M. Hall rapporte, dans un autre endroit, un fait assez curieux, qu’il raconte avec une rare modestie, ayant peur, dit-il, de ne pas être cru de ses lecteurs : il s’agit d’un saut de vingt pieds de haut, qu’il vit exécuter à une baleine dans la rade de Saint-Georges, aux Bermudes. Ce fait, quoique rare, n’a rien de bien extraordinaire, et nous avons été nous-même témoin d’une circonstance analogue et encore plus intéressante. Étant, au mois d’octobre 1825, sur les côtes du Brésil, près de Bahia, par un temps et une mer superbes, deux baleines vinrent se livrer sous nos yeux, pendant près d’une heure, à des jeux qui étaient probablement des préludes amoureux. Ces deux monstres se dressaient à chaque instant sur leurs queues, de manière à découvrir leur corps en entier, puis se laissaient retomber avec un bruit pareil à celui du canon. Ils se poursuivaient, se frottaient l’un contre l’autre, et nous les vîmes à plusieurs reprises bondir à une hauteur qui égalait au moins celle mentionnée par M. Hall.
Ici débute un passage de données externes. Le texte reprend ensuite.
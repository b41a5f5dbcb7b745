use std::sync::Arc;

use async_trait::async_trait;
use lettre::message::{header::ContentType, Mailbox};
use lettre::transport::smtp::authentication::Credentials;
use lettre::{AsyncSmtpTransport, AsyncTransport, Message, Tokio1Executor};
use tracing::info;

use super::message::OutboundMail;
use crate::config::{MailConfig, SmtpConfig};

#[derive(Debug, thiserror::Error)]
pub enum MailError {
    #[error("mail transport unavailable: {0}")]
    Transport(String),
    #[error("invalid recipient '{0}'")]
    InvalidRecipient(String),
    #[error("invalid sender '{0}'")]
    InvalidSender(String),
}

/// Delivery channel used by the dispatcher worker.
#[async_trait]
pub trait MailTransport: Send + Sync {
    async fn send(&self, mail: &OutboundMail) -> Result<(), MailError>;

    /// Short label for startup logs.
    fn name(&self) -> &'static str {
        "custom"
    }
}

/// Picks the SMTP relay when one is configured and the log transport otherwise.
pub fn select_transport(config: &MailConfig) -> Result<Arc<dyn MailTransport>, MailError> {
    match &config.smtp {
        Some(smtp) => Ok(Arc::new(SmtpTransport::new(smtp)?)),
        None => Ok(Arc::new(LogTransport)),
    }
}

/// Transport that writes each rendered message to the tracing output.
#[derive(Debug, Default, Clone)]
pub struct LogTransport;

#[async_trait]
impl MailTransport for LogTransport {
    async fn send(&self, mail: &OutboundMail) -> Result<(), MailError> {
        if !mail.to.contains('@') {
            return Err(MailError::InvalidRecipient(mail.to.clone()));
        }
        info!(
            from = %mail.from,
            to = %mail.to,
            subject = %mail.subject,
            bytes = mail.to_wire().len(),
            "mail delivered to log transport"
        );
        Ok(())
    }

    fn name(&self) -> &'static str {
        "log"
    }
}

/// STARTTLS relay delivery, authenticated with PLAIN/LOGIN when credentials are set.
pub struct SmtpTransport {
    mailer: AsyncSmtpTransport<Tokio1Executor>,
}

impl SmtpTransport {
    pub fn new(config: &SmtpConfig) -> Result<Self, MailError> {
        let mut builder = AsyncSmtpTransport::<Tokio1Executor>::starttls_relay(&config.host)
            .map_err(|err| MailError::Transport(err.to_string()))?
            .port(config.port);
        if let Some(credentials) = &config.credentials {
            builder = builder.credentials(Credentials::new(
                credentials.username.clone(),
                credentials.password.clone(),
            ));
        }

        info!(host = %config.host, port = config.port, "smtp relay configured");
        Ok(Self {
            mailer: builder.build(),
        })
    }
}

fn build_message(mail: &OutboundMail) -> Result<Message, MailError> {
    let from: Mailbox = mail
        .from
        .parse()
        .map_err(|_| MailError::InvalidSender(mail.from.clone()))?;
    let to: Mailbox = mail
        .to
        .parse()
        .map_err(|_| MailError::InvalidRecipient(mail.to.clone()))?;

    Message::builder()
        .from(from)
        .to(to)
        .subject(mail.subject.clone())
        .header(ContentType::TEXT_HTML)
        .body(mail.html.clone())
        .map_err(|err| MailError::Transport(err.to_string()))
}

#[async_trait]
impl MailTransport for SmtpTransport {
    async fn send(&self, mail: &OutboundMail) -> Result<(), MailError> {
        let message = build_message(mail)?;
        self.mailer
            .send(message)
            .await
            .map_err(|err| MailError::Transport(err.to_string()))?;
        Ok(())
    }

    fn name(&self) -> &'static str {
        "smtp"
    }
}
Insensiblement ils s’éloignèrent, et nous les perdîmes de vue.

L’ouvrage du capitaine Hall pourrait être très-utile à la classe de jeunes gens qui, parmi nous, se destinent à la même carrière que ceux pour lesquels il a été composé ; ils y trouveraient d’excellens conseils pour leur conduite future, comme officiers, car si le régime de la marine anglaise diffère quelque peu du nôtre, les officiers des deux nations n’en ont pas moins des devoirs parfaitement analogues à remplir. Ces six petits volumes deviendraient également les compagnons du passager, et contribueraient à lui faire oublier la longue monotonie de la plupart des traversées sur mer.


Théodore Lacordaire.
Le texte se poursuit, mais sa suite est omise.